Finding Common Ground
We all want to be happy. It’s one of the most universal human desires. And yet....
Life has this pesky habit of throwing curveballs our way—financial stress, work conflicts, family conflicts, health issues, global chaos. It’s easy to get caught up in our own challenges, seeing the world through a lens that focuses on just our own issues. What if we could pause just long enough to realize that the people around us are carrying their own heavy loads, too?
When we’re stressed, it’s tempting to slip into reactivity. Somebody cuts you off in traffic, snaps at you at work, or sends a text that lands the wrong way. The knee-jerk reaction is to fire back, to defend your territory, to label that person as difficult or inconsiderate. (There are other words…). Could we see this differently?

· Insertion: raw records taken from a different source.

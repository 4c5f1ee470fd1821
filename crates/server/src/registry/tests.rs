// BSD 3-Clause License
// Copyright (c) 2026, Virtual Cable S.L.
// All rights reserved.
//
// Redistribution and use in source and binary forms, with or without
// modification, are permitted provided that the following conditions are met:
//
// 1. Redistributions of source code must retain the above copyright notice,
//    this list of conditions and the following disclaimer.
//
// 2. Redistributions in binary form must reproduce the above copyright notice,
//    this list of conditions and the following disclaimer in the documentation
//    and/or other materials provided with the distribution.
//
// 3. Neither the name of the copyright holder nor the names of its contributors
//    may be used to endorse or promote products derived from this software
//    without specific prior written permission.
//
// THIS SOFTWARE IS PROVIDED BY THE COPYRIGHT HOLDERS AND CONTRIBUTORS "AS IS"
// AND ANY EXPRESS OR IMPLIED WARRANTIES, INCLUDING, BUT NOT LIMITED TO, THE
// IMPLIED WARRANTIES OF MERCHANTABILITY AND FITNESS FOR A PARTICULAR PURPOSE ARE
// DISCLAIMED. IN NO EVENT SHALL THE COPYRIGHT HOLDER OR CONTRIBUTORS BE LIABLE
// FOR ANY DIRECT, INDIRECT, INCIDENTAL, SPECIAL, EXEMPLARY, OR CONSEQUENTIAL
// DAMAGES (INCLUDING, BUT NOT LIMITED TO, PROCUREMENT OF SUBSTITUTE GOODS OR
// SERVICES; LOSS OF USE, DATA, OR PROFITS; OR BUSINESS INTERRUPTION) HOWEVER
// CAUSED AND ON ANY THEORY OF LIABILITY, WHETHER IN CONTRACT, STRICT LIABILITY,
// OR TORT (INCLUDING NEGLIGENCE OR OTHERWISE) ARISING IN ANY WAY OUT OF THE USE
// OF THIS SOFTWARE, EVEN IF ADVISED OF THE POSSIBILITY OF SUCH DAMAGE.

// Authors: Adolfo Gómez, dkmaster at dkmon dot com
use super::*;

use shared::protocol::peer_pair;

use crate::channels::ChannelFilter;
use crate::testing::test_server;

fn stub_client(server: &crate::server::Server) -> Arc<ServerClient> {
    let (channels, _wire) = peer_pair(8);
    Arc::new(ServerClient::new(
        server.core().clone(),
        channels.sender,
        "127.0.0.1:2000".parse().unwrap(),
    ))
}

#[tokio::test]
async fn test_identity_indexes() {
    let server = test_server();
    let registry = &server.core().registry;
    let client = stub_client(&server);

    assert!(
        registry
            .register_identity("10:a:1", "10:a", "10", client.clone())
            .is_none()
    );
    assert!(registry.client_by_node("10:a:1").is_some());
    assert!(registry.client_by_client_id("10:a").is_some());
    assert_eq!(registry.clients_by_user("10").len(), 1);

    registry.unregister_identity("10:a:1", "10:a", "10", &client.key);
    assert!(registry.client_by_node("10:a:1").is_none());
    assert!(registry.client_by_client_id("10:a").is_none());
    assert!(registry.clients_by_user("10").is_empty());
}

#[tokio::test]
async fn test_register_returns_prior_holder() {
    let server = test_server();
    let registry = &server.core().registry;
    let first = stub_client(&server);
    let second = stub_client(&server);

    registry.register_identity("10:a:1", "10:a", "10", first.clone());
    let prior = registry
        .register_identity("10:a:1", "10:a", "10", second.clone())
        .unwrap();
    assert_eq!(prior.key, first.key);

    // The evicted client's cleanup must not drop the new holder
    registry.unregister_identity("10:a:1", "10:a", "10", &first.key);
    assert_eq!(
        registry.client_by_node("10:a:1").unwrap().key,
        second.key
    );
    assert_eq!(registry.clients_by_user("10").len(), 1);
}

#[tokio::test]
async fn test_one_user_many_clients() {
    let server = test_server();
    let registry = &server.core().registry;
    let laptop = stub_client(&server);
    let phone = stub_client(&server);

    registry.register_identity("10:a:1", "10:a", "10", laptop);
    registry.register_identity("10:b:1", "10:b", "10", phone);
    assert_eq!(registry.clients_by_user("10").len(), 2);
}

#[tokio::test]
async fn test_subscribers_lifecycle() {
    let server = test_server();
    let registry = &server.core().registry;

    assert!(registry.subscribe("user/10", "10:a:1", ChannelFilter::All));
    assert!(!registry.subscribe("user/10", "10:b:1", ChannelFilter::All));
    assert_eq!(registry.channel_subscribers("user/10").len(), 2);

    assert!(registry.unsubscribe("user/10", "10:a:1"));
    assert!(registry.has_subscribers("user/10"));
    assert!(registry.unsubscribe("user/10", "10:b:1"));
    // Last subscriber removed the channel key
    assert!(!registry.has_subscribers("user/10"));
    assert!(!registry.unsubscribe("user/10", "10:b:1"));
}

#[tokio::test]
async fn test_prune_subscriber_drops_node_everywhere() {
    let server = test_server();
    let registry = &server.core().registry;

    registry.subscribe("user/10", "10:a:1", ChannelFilter::All);
    registry.subscribe("room/1", "10:a:1", ChannelFilter::All);
    registry.subscribe("room/1", "10:b:1", ChannelFilter::All);

    registry.prune_subscriber("10:a:1");
    assert!(!registry.has_subscribers("user/10"));
    assert_eq!(registry.channel_subscribers("room/1").len(), 1);
}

What if, instead of snapping back, we paused for a moment and reminded ourselves that this person, no matter how grumpy or seemingly antagonistic, might be wrestling with their own demons? A loved one is sick, the rent is due, or they’re grappling with the same feeling of uncertainty that you are. Maybe they’re longing to be seen, heard, respected, and loved, just like you.
It’s a practice of emotional intelligence, really, to recognize our triggers before they lead us down the regret-strewn path of anger or resentment. It’s about seeing the human behind the behavior and choosing to respond with a lil curiosity instead of judgment. Can we see them as fellow travelers, doing the best they can, just like us?
When we drop our rigid labels and stop sticking others in boxes of “good” or “bad,” “friend” or “enemy,” we create room for understanding. We soften our hearts and allow compassion to grow. I’m not saying you should tolerate harmful behavior or ignore your own boundaries. It’s about having that cherished sense of agency. knowing that you can choose to respond with the same kindness and care you hope to receive. It’s about remembering that suffering is a shared human experience.
So, the next time someone rubs you the wrong way or tests your patience, try offering a silent wish for their well-being:
“May you be safe. May you be happy. May you be healthy. May you live with ease.”
You might be surprised at how this small shift can change your day—and maybe even theirs.